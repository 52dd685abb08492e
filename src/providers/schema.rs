// Copyright (c) 2025 Derma Labs
// SPDX-License-Identifier: BUSL-1.1
//! Provider prompt construction and strict response parsing.
//!
//! Providers wrap their JSON in prose, markdown fences or trailing
//! commentary; the parser extracts the first balanced JSON object and
//! validates it against the expected schema. Anything that does not validate
//! fails closed as `MalformedResponse` instead of producing partial fields.

use crate::error::ProviderError;
use crate::types::Locale;
use serde::Deserialize;
use std::collections::HashMap;

/// Aspects the prompt asks the provider to score, in output order.
const PROMPT_ASPECTS: &str = "spots, pores, wrinkles, texture, redness";

/// Build the analysis prompt for a provider.
///
/// All shipped providers are prompted for the same contract: 0-100 scores
/// per aspect where higher is healthier, a concern list with severity
/// labels, and recommendations.
pub fn build_prompt(locale: Locale) -> String {
    let language = match locale {
        Locale::En => "English",
        Locale::Th => "Thai",
    };

    format!(
        "You are an expert dermatologist AI analyzing a facial skin image. \
Respond in {language}.\n\n\
Score each of these aspects from 0-100, where 100 is perfectly healthy skin: \
{PROMPT_ASPECTS}.\n\n\
For each concern found, provide its type (one of the aspects above), a \
severity label (mild, moderate or severe) and a brief description. Also \
provide 3-5 personalized skincare recommendations and the overall skin type \
(oily, dry, combination, normal or sensitive).\n\n\
Return ONLY a JSON object in this exact format:\n\
{{\n\
  \"skinType\": \"normal\",\n\
  \"scores\": {{\"spots\": 80, \"pores\": 72, \"wrinkles\": 88, \"texture\": 75, \"redness\": 82}},\n\
  \"concerns\": [{{\"type\": \"pores\", \"severity\": \"moderate\", \"description\": \"...\"}}],\n\
  \"recommendations\": [\"...\"],\n\
  \"confidence\": 0.85\n\
}}"
    )
}

/// One concern entry as providers report it.
#[derive(Debug, Clone, Deserialize)]
pub struct RawConcern {
    #[serde(alias = "type", alias = "concern", alias = "name")]
    pub kind: String,
    pub severity: String,
    #[serde(default)]
    pub description: Option<String>,
}

/// Validated provider payload. Transient; discarded after normalization.
#[derive(Debug, Clone, Deserialize)]
#[serde(rename_all = "camelCase")]
pub struct ProviderAnalysis {
    #[serde(default)]
    pub skin_type: Option<String>,
    /// Per-aspect 0-100 scores; directionality is declared by the provider's
    /// descriptor, not assumed here.
    #[serde(default, alias = "visiaScores")]
    pub scores: HashMap<String, f64>,
    #[serde(default)]
    pub concerns: Vec<RawConcern>,
    #[serde(default)]
    pub recommendations: Vec<String>,
    #[serde(default)]
    pub confidence: Option<f64>,
}

/// Extract and validate the first well-formed JSON object in `text`.
pub fn parse_provider_payload(text: &str) -> Result<ProviderAnalysis, ProviderError> {
    let json = extract_json_object(text)
        .ok_or_else(|| ProviderError::MalformedResponse("no JSON object in payload".to_string()))?;

    let analysis: ProviderAnalysis = serde_json::from_str(json)
        .map_err(|e| ProviderError::MalformedResponse(e.to_string()))?;

    // Fail closed on an empty analysis rather than propagating a shell that
    // would normalize into all-neutral metrics
    if analysis.scores.is_empty() && analysis.concerns.is_empty() {
        return Err(ProviderError::MalformedResponse(
            "payload carries neither scores nor concerns".to_string(),
        ));
    }

    Ok(analysis)
}

/// Find the first balanced `{...}` span, respecting string literals.
fn extract_json_object(text: &str) -> Option<&str> {
    let start = text.find('{')?;
    let bytes = text.as_bytes();
    let mut depth = 0usize;
    let mut in_string = false;
    let mut escaped = false;

    for (i, &b) in bytes.iter().enumerate().skip(start) {
        if in_string {
            if escaped {
                escaped = false;
            } else if b == b'\\' {
                escaped = true;
            } else if b == b'"' {
                in_string = false;
            }
            continue;
        }
        match b {
            b'"' => in_string = true,
            b'{' => depth += 1,
            b'}' => {
                depth -= 1;
                if depth == 0 {
                    return Some(&text[start..=i]);
                }
            }
            _ => {}
        }
    }
    None
}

# # # # # # #

Reproduce the records above with every character intact.

YOUR SOLUTION
repository 52dd685abb08492e
filename src/providers/schema.rs
// Copyright (c) 2025 Derma Labs
// SPDX-License-Identifier: BUSL-1.1
//! Provider prompt construction and strict response parsing.
//!
//! Providers wrap their JSON in prose, markdown fences or trailing
//! commentary; the parser extracts the first balanced JSON object and
//! validates it against the expected schema. Anything that does not validate
//! fails closed as `MalformedResponse` instead of producing partial fields.

use crate::error::ProviderError;
use crate::types::Locale;
use serde::Deserialize;
use std::collections::HashMap;

/// Aspects the prompt asks the provider to score, in output order.
const PROMPT_ASPECTS: &str = "spots, pores, wrinkles, texture, redness";

/// Build the analysis prompt for a provider.
///
/// All shipped providers are prompted for the same contract: 0-100 scores
/// per aspect where higher is healthier, a concern list with severity
/// labels, and recommendations.
pub fn build_prompt(locale: Locale) -> String {
    let language = match locale {
        Locale::En => "English",
        Locale::Th => "Thai",
    };

    format!(
        "You are an expert dermatologist AI analyzing a facial skin image. \
Respond in {language}.\n\n\
Score each of these aspects from 0-100, where 100 is perfectly healthy skin: \
{PROMPT_ASPECTS}.\n\n\
For each concern found, provide its type (one of the aspects above), a \
severity label (mild, moderate or severe) and a brief description. Also \
provide 3-5 personalized skincare recommendations and the overall skin type \
(oily, dry, combination, normal or sensitive).\n\n\
Return ONLY a JSON object in this exact format:\n\
{{\n\
  \"skinType\": \"normal\",\n\
  \"scores\": {{\"spots\": 80, \"pores\": 72, \"wrinkles\": 88, \"texture\": 75, \"redness\": 82}},\n\
  \"concerns\": [{{\"type\": \"pores\", \"severity\": \"moderate\", \"description\": \"...\"}}],\n\
  \"recommendations\": [\"...\"],\n\
  \"confidence\": 0.85\n\
}}"
    )
}

/// One concern entry as providers report it.
#[derive(Debug, Clone, Deserialize)]
pub struct RawConcern {
    #[serde(alias = "type", alias = "concern", alias = "name")]
    pub kind: String,
    pub severity: String,
    #[serde(default)]
    pub description: Option<String>,
}

/// Validated provider payload. Transient; discarded after normalization.
#[derive(Debug, Clone, Deserialize)]
#[serde(rename_all = "camelCase")]
pub struct ProviderAnalysis {
    #[serde(default)]
    pub skin_type: Option<String>,
    /// Per-aspect 0-100 scores; directionality is declared by the provider's
    /// descriptor, not assumed here.
    #[serde(default, alias = "visiaScores")]
    pub scores: HashMap<String, f64>,
    #[serde(default)]
    pub concerns: Vec<RawConcern>,
    #[serde(default)]
    pub recommendations: Vec<String>,
    #[serde(default)]
    pub confidence: Option<f64>,
}

/// Extract and validate the first well-formed JSON object in `text`.
pub fn parse_provider_payload(text: &str) -> Result<ProviderAnalysis, ProviderError> {
    let json = extract_json_object(text)
        .ok_or_else(|| ProviderError::MalformedResponse("no JSON object in payload".to_string()))?;

    let analysis: ProviderAnalysis = serde_json::from_str(json)
        .map_err(|e| ProviderError::MalformedResponse(e.to_string()))?;

    // Fail closed on an empty analysis rather than propagating a shell that
    // would normalize into all-neutral metrics
    if analysis.scores.is_empty() && analysis.concerns.is_empty() {
        return Err(ProviderError::MalformedResponse(
            "payload carries neither scores nor concerns".to_string(),
        ));
    }

    Ok(analysis)
}

/// Find the first balanced `{...}` span, respecting string literals.
fn extract_json_object(text: &str) -> Option<&str> {
    let start = text.find('{')?;
    let bytes = text.as_bytes();
    let mut depth = 0usize;
    let mut in_string = false;
    let mut escaped = false;

    for (i, &b) in bytes.iter().enumerate().skip(start) {
        if in_string {
            if escaped {
                escaped = false;
            } else if b == b'\\' {
                escaped = true;
            } else if b == b'"' {
                in_string = false;
            }
            continue;
        }
        match b {
            b'"' => in_string = true,
            b'{' => depth += 1,
            b'}' => {
                depth -= 1;
                if depth == 0 {
                    return Some(&text[start..=i]);
                }
            }
            _ => {}
        }
    }
    None
}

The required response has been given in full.